The self-hosted case
Running the open-source core yourself gives you properties no managed service can match:
- Data never leaves your perimeter. Not "never leaves in cleartext" — literally never leaves at all until after anonymization, and you control the anonymization host.
- Auditability without NDAs. You're reading the code that's processing the data. No vendor attestation required.
- Air-gap compatibility. For classified or regulated environments where external connectivity is prohibited, self-hosting is the only option.
- No per-seat economics. Once deployed, scaling to 10,000 users costs the same as 100.
The costs are real too:
- Deployment and ongoing operations are on your team.
- You absorb the upgrade and patch cycle.
- You're responsible for monitoring, incident response, and availability.
The managed-service case
A managed SOWA Privacy deployment trades some sovereignty for operational simplicity:
- Zero ops burden. No pipeline to maintain, no patches to schedule.

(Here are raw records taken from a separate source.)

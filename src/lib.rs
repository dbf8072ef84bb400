//! upyterm: serial terminal and script runner for MicroPython boards.

pub mod config;
pub mod core;
pub mod ui;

- Faster time-to-value. Days, not quarters.
- Predictable per-seat cost with support included.
- Automatic updates when detection models improve.
And the trade-off:
- Sanitized traffic touches our infrastructure. The raw data never does — but if your threat model treats even metadata as sensitive, self-hosting is the better answer.
- You're depending on the provider's uptime and roadmap.
A decision matrix
Rough heuristic:
- Classified, government, or defense work: self-hosted. No exceptions.
- Regulated industries with mature platform teams (large banks, major health systems): self-hosted, because you already have the operational muscle.
- Mid-market enterprises with lean IT: managed service, because the ops cost of self-hosting eats any nominal savings.
- Startups and SMBs: managed, until the point where data volume or compliance obligations justify bringing it in-house.
The right answer isn't "always self-host." It's "self-host where it matters, manage where it doesn't."
Hybrid deployments
The most mature customers run both. Sensitive business units (legal, HR, executive) use a self-hosted deployment. The broader employee base uses a managed tenant. Both run the same open-source core. That way the enterprise gets sovereignty where sovereignty is the whole point, and operational simplicity everywhere else.
There's no universal answer. But there is a universal question: "For each category of data my employees feed into AI, where does the protection need to live to be defensible?" Start there. The deployment model follows.